Search code examples
pythonnumpytexttransitionprediction

Selecting a word based on transition matrix weights in python


I am trying to select the likely next word based on the current word, using previous word pair occurrences as "weights". I am having trouble implementing np.random.choice() in the actual choice of the next word.

import pandas as pd
import numpy as np

texty = "won't you celebrate with me what i have shaped into a kind of life i had no model born in babylon both nonwhite and woman what did i see to be except myself i made it up here on this bridge between starshine and clay my one hand holding tight my other hand come celebrate with me that everyday
something has tried to kill me and has failed." 

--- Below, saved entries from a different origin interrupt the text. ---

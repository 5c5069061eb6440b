use std::collections::HashMap;
use std::path::Path;

use chrono::NaiveDate;
use uuid::Uuid;

use crate::error::FileError;
use crate::model::{Task, TaskStatus, TaskStore};

/// Try parsing a date string with several common formats.
fn parse_date(s: &str) -> Option<NaiveDate> {
    let s = s.trim();
    for fmt in &["%Y-%m-%d", "%d/%m/%Y", "%m/%d/%Y", "%d-%m-%Y", "%d.%m.%Y", "%Y/%m/%d"] {
        if let Ok(d) = NaiveDate::parse_from_str(s, fmt) {
            return Some(d);
        }
    }
    None
}

/// Numbers may use a decimal comma.
fn parse_number(s: &str) -> Option<f64> {
    let s = s.trim();
    if s.is_empty() {
        return None;
    }
    s.replace(',', ".").parse().ok()
}

/// Detect delimiter by checking the first line for common separators.
fn detect_delimiter(first_line: &str) -> u8 {
    let semicolons = first_line.matches(';').count();
    let commas = first_line.matches(',').count();
    let tabs = first_line.matches('\t').count();

    if semicolons >= commas && semicolons >= tabs {
        b';'
    } else if tabs >= commas {
        b'\t'
    } else {
        b','
    }
}

/// Split a "Depends On" cell on `|`. A backslash escapes the next
/// character, so `\|` stays part of the name.
fn split_links(cell: &str) -> Vec<String> {
    let mut names = Vec::new();
    let mut current = String::new();
    let mut chars = cell.chars();
    while let Some(c) = chars.next() {
        match c {
            '\\' => current.extend(chars.next()),
            '|' => names.push(std::mem::take(&mut current)),
            _ => current.push(c),
        }
    }
    names.push(current);
    names
        .into_iter()
        .map(|n| n.trim().to_string())
        .filter(|n| !n.is_empty())
        .collect()
}

/// Normalize a header string to a canonical column key.
fn normalize_header(h: &str) -> String {
    h.trim().to_lowercase().replace([' ', '-', '_'], "")
}

#[derive(Debug, Clone, Copy, PartialEq, Eq, Hash)]
enum Column {
    Name,
    Start,
    End,
    Status,
    Description,
    DependsOn,
    TotalVolume,
    CompletedVolume,
    Unit,
    Value,
}

fn header_to_column(normalized: &str) -> Option<Column> {
    match normalized {
        "name" | "task" | "tasklabel" | "taskname" | "label" | "title" | "activity"
        | "tarea" | "nombre" => Some(Column::Name),
        "start" | "startdate" | "from" | "begin" | "inicio" | "fechainicio" => Some(Column::Start),
        "end" | "enddate" | "to" | "finish" | "finishdate" | "due" | "fin" | "fechafin" => {
            Some(Column::End)
        }
        "status" | "state" | "stage" | "estado" => Some(Column::Status),
        "description" | "notes" | "note" | "details" | "descripcion" => Some(Column::Description),
        "dependson" | "depends" | "predecessors" | "prerequisites" | "after" | "dependencias" => {
            Some(Column::DependsOn)
        }
        "totalvolume" | "volume" | "quantity" | "volumen" => Some(Column::TotalVolume),
        "completedvolume" | "done" | "completed" | "avance" => Some(Column::CompletedVolume),
        "unit" | "volumeunit" | "unidad" => Some(Column::Unit),
        "value" | "totalvalue" | "cost" | "budget" | "valor" => Some(Column::Value),
        _ => None,
    }
}

/// Import tasks from a CSV file.
///
/// Auto-detects delimiter (comma, semicolon, tab) and matches headers
/// flexibly. Prerequisites are listed by task name in a "Depends On"
/// column, separated by `|`. Links that name an unknown task, would form a
/// cycle, or contradict the imported dates are dropped with a warning.
/// Returns `(tasks, skipped_rows)` on success.
pub fn import_csv(path: &Path, today: NaiveDate) -> Result<(Vec<Task>, usize), FileError> {
    let content = std::fs::read_to_string(path)?;
    import_csv_str(&content, today)
}

pub fn import_csv_str(content: &str, today: NaiveDate) -> Result<(Vec<Task>, usize), FileError> {
    let first_line = content.lines().next().unwrap_or("");
    let delimiter = detect_delimiter(first_line);

    let mut reader = csv::ReaderBuilder::new()
        .delimiter(delimiter)
        .flexible(true)
        .trim(csv::Trim::All)
        .from_reader(content.as_bytes());

    let headers = reader.headers()?.clone();
    let columns: Vec<Option<Column>> = headers
        .iter()
        .map(|h| header_to_column(&normalize_header(h)))
        .collect();

    let has = |c| columns.contains(&Some(c));
    if !has(Column::Name) || !has(Column::Start) || !has(Column::End) {
        return Err(FileError::MissingColumns(
            headers.iter().map(str::to_string).collect(),
        ));
    }

    // Tasks are collected without links first; names resolve in a second pass.
    let mut tasks: Vec<Task> = Vec::new();
    let mut wanted: Vec<Vec<String>> = Vec::new();
    let mut skipped = 0usize;

    for (i, result) in reader.records().enumerate() {
        let row = i + 2;
        let record = match result {
            Ok(r) => r,
            Err(e) => {
                log::warn!("skipping CSV row {}: {}", row, e);
                skipped += 1;
                continue;
            }
        };

        let mut fields: HashMap<Column, &str> = HashMap::new();
        for (field, column) in record.iter().zip(&columns) {
            if let Some(column) = column {
                fields.insert(*column, field);
            }
        }
        let get = |c: Column| fields.get(&c).copied().unwrap_or("");

        let name = get(Column::Name);
        if name.is_empty() {
            skipped += 1;
            continue;
        }
        let (Some(start), Some(end)) = (parse_date(get(Column::Start)), parse_date(get(Column::End)))
        else {
            log::warn!(
                "skipping row {}: invalid dates '{}' / '{}'",
                row,
                get(Column::Start),
                get(Column::End)
            );
            skipped += 1;
            continue;
        };

        let mut task = Task::new(name, start, end);
        task.description = get(Column::Description).to_string();
        task.status = TaskStatus::parse(get(Column::Status)).unwrap_or_default();
        task.total_volume = parse_number(get(Column::TotalVolume));
        task.completed_volume = parse_number(get(Column::CompletedVolume));
        task.volume_unit = Some(get(Column::Unit).to_string()).filter(|u| !u.is_empty());
        task.total_value = parse_number(get(Column::Value));
        task.derive_status(today);

        wanted.push(split_links(get(Column::DependsOn)));
        tasks.push(task);
    }

    if tasks.is_empty() {
        return Err(FileError::NoTasks { skipped });
    }

    // Names match case-insensitively; the first row with a name owns it.
    let mut by_name: HashMap<String, Uuid> = HashMap::new();
    for task in &tasks {
        let key = task.name.to_lowercase();
        if by_name.contains_key(&key) {
            log::warn!("duplicate task name '{}'; links resolve to the first row", task.name);
            continue;
        }
        by_name.insert(key, task.id);
    }
    let ids: Vec<Uuid> = tasks.iter().map(|t| t.id).collect();
    let mut store = TaskStore::from_tasks(tasks);

    for (id, names) in ids.into_iter().zip(wanted) {
        for pre_name in names {
            let Some(&pre) = by_name.get(&pre_name.to_lowercase()) else {
                log::warn!("prerequisite '{}' not found in CSV", pre_name);
                continue;
            };
            if let Err(e) = store.add_dependency(id, pre) {
                log::warn!("dropping link to '{}': {}", pre_name, e);
            }
        }
    }

    Ok((store.list(), skipped))
}
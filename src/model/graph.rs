use std::collections::{HashMap, HashSet, VecDeque};

use uuid::Uuid;

use super::Task;

/// Read-only adjacency derived from each task's `depends_on` list.
///
/// Edges pointing at ids that are not in the task set are ignored, so a
/// stale reference never shows up as a predecessor or successor.
#[derive(Debug, Clone, Default)]
pub struct DependencyGraph {
    /// Task order as given, used to keep traversals deterministic.
    order: Vec<Uuid>,
    predecessors: HashMap<Uuid, Vec<Uuid>>,
    successors: HashMap<Uuid, Vec<Uuid>>,
}

impl DependencyGraph {
    pub fn build(tasks: &[Task]) -> Self {
        let known: HashSet<Uuid> = tasks.iter().map(|t| t.id).collect();
        let mut graph = Self {
            order: tasks.iter().map(|t| t.id).collect(),
            predecessors: HashMap::with_capacity(tasks.len()),
            successors: HashMap::with_capacity(tasks.len()),
        };
        for task in tasks {
            for &pre in &task.depends_on {
                if pre == task.id || !known.contains(&pre) {
                    continue;
                }
                let preds = graph.predecessors.entry(task.id).or_default();
                if preds.contains(&pre) {
                    continue;
                }
                preds.push(pre);
                graph.successors.entry(pre).or_default().push(task.id);
            }
        }
        graph
    }

    /// Tasks that `id` depends on.
    pub fn predecessors(&self, id: Uuid) -> &[Uuid] {
        self.predecessors.get(&id).map(Vec::as_slice).unwrap_or(&[])
    }

    /// Tasks that depend on `id`.
    pub fn successors(&self, id: Uuid) -> &[Uuid] {
        self.successors.get(&id).map(Vec::as_slice).unwrap_or(&[])
    }

    /// All `(prerequisite, dependent)` pairs, for drawing connectors.
    pub fn edges(&self) -> impl Iterator<Item = (Uuid, Uuid)> + '_ {
        self.order.iter().flat_map(move |&to| {
            self.predecessors(to).iter().map(move |&from| (from, to))
        })
    }

    /// Would making `task` depend on `prerequisite` close a cycle?
    ///
    /// True when `task` is already reachable walking backwards from
    /// `prerequisite`, or when the two are the same task.
    pub fn would_create_cycle(&self, task: Uuid, prerequisite: Uuid) -> bool {
        if task == prerequisite {
            return true;
        }
        let mut seen = HashSet::new();
        let mut stack = vec![prerequisite];
        while let Some(id) = stack.pop() {
            if id == task {
                return true;
            }
            if seen.insert(id) {
                stack.extend_from_slice(self.predecessors(id));
            }
        }
        false
    }

    /// Prerequisites-first ordering of every task, or the ids left over
    /// when the graph contains a cycle.
    pub fn topological_order(&self) -> Result<Vec<Uuid>, Vec<Uuid>> {
        let mut indegree: HashMap<Uuid, usize> = self
            .order
            .iter()
            .map(|&id| (id, self.predecessors(id).len()))
            .collect();
        let mut queue: VecDeque<Uuid> = self
            .order
            .iter()
            .copied()
            .filter(|id| indegree[id] == 0)
            .collect();
        let mut sorted = Vec::with_capacity(self.order.len());

        while let Some(id) = queue.pop_front() {
            sorted.push(id);
            for &next in self.successors(id) {
                if let Some(deg) = indegree.get_mut(&next) {
                    *deg -= 1;
                    if *deg == 0 {
                        queue.push_back(next);
                    }
                }
            }
        }

        if sorted.len() == self.order.len() {
            Ok(sorted)
        } else {
            let placed: HashSet<Uuid> = sorted.into_iter().collect();
            Err(self
                .order
                .iter()
                .copied()
                .filter(|id| !placed.contains(id))
                .collect())
        }
    }
}

#[cfg(test)]
mod tests {
    use super::*;
    use chrono::NaiveDate;

    fn task(name: &str) -> Task {
        let day = NaiveDate::from_ymd_opt(2024, 8, 1).unwrap();
        Task::new(name, day, day)
    }

    #[test]
    fn lookups_both_directions() {
        let a = task("Foundations");
        let mut b = task("Framing");
        let mut c = task("Roof");
        b.depends_on = vec![a.id];
        c.depends_on = vec![a.id, b.id];
        let graph = DependencyGraph::build(&[a.clone(), b.clone(), c.clone()]);

        assert_eq!(graph.predecessors(c.id), &[a.id, b.id]);
        assert_eq!(graph.successors(a.id), &[b.id, c.id]);
        assert!(graph.predecessors(a.id).is_empty());
        assert_eq!(graph.edges().count(), 3);
    }

    #[test]
    fn ignores_dangling_and_self_edges() {
        let mut a = task("Plumbing");
        a.depends_on = vec![a.id, Uuid::new_v4()];
        let graph = DependencyGraph::build(&[a.clone()]);
        assert!(graph.predecessors(a.id).is_empty());
        assert_eq!(graph.edges().count(), 0);
    }

    #[test]
    fn detects_would_be_cycles() {
        let a = task("A");
        let mut b = task("B");
        let mut c = task("C");
        b.depends_on = vec![a.id];
        c.depends_on = vec![b.id];
        let graph = DependencyGraph::build(&[a.clone(), b.clone(), c.clone()]);

        assert!(graph.would_create_cycle(a.id, c.id));
        assert!(graph.would_create_cycle(b.id, b.id));
        assert!(!graph.would_create_cycle(c.id, a.id));
    }

    #[test]
    fn topological_order_and_cycle_report() {
        let mut a = task("A");
        let mut b = task("B");
        let c = task("C");
        b.depends_on = vec![c.id];
        let graph = DependencyGraph::build(&[a.clone(), b.clone(), c.clone()]);
        let order = graph.topological_order().unwrap();
        let pos = |id| order.iter().position(|x| *x == id).unwrap();
        assert!(pos(c.id) < pos(b.id));

        a.depends_on = vec![b.id];
        b.depends_on = vec![a.id];
        let graph = DependencyGraph::build(&[a.clone(), b.clone(), c.clone()]);
        let stuck = graph.topological_order().unwrap_err();
        assert_eq!(stuck, vec![a.id, b.id]);
    }
}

# https://www.poetryfoundation.org/poems/50974/wont-you-celebrate-with-me

words = texty.split()

# Creating the text-based transition matrix

x = pd.crosstab(pd.Series(words[1:],name='next'),
            pd.Series(words[:-1],name='word'),normalize=1)

print(x)

# Selecting the next word based on the current word.
# https://docs.scipy.org/doc/numpy-1.15.0/reference/generated/numpy.random.choice.html

current = "and"

# this part isn't working--->
next = np.random.choice(current,1,current) # was "y"

I don't know how to refer to the transition matrix from here. I would like this choice to be based on the probabilities of previous occurrences. For example, the probability of "clay" following "and" is 33%.


Solution

  • x is a Pandas DataFrame.

    You can access any of the columns of that DataFrame as if the column names were keys into a dictionary.

    > print(x['won\'t'])
    next
    a            0.0
    and          0.0
    babylon      0.0
    ...
    with         0.0
    woman        0.0
    you          1.0
    Name: won't, dtype: float64
    

    The column returns as a Pandas Series. If you select a column from the DataFrame (your transition matrix x), the index of the Series you select will be available words from the text, and the values will be their associated probabilities. You can provide each of these to np.random.choice to get the next word, with probabilities weighted from your transition matrix.

    > current_word = 'won\'t'
    > current_column = x[current_word]
    > next_word = np.random.choice(current_column.index,
                     p=current_column.values)
    > print(next_word)
    you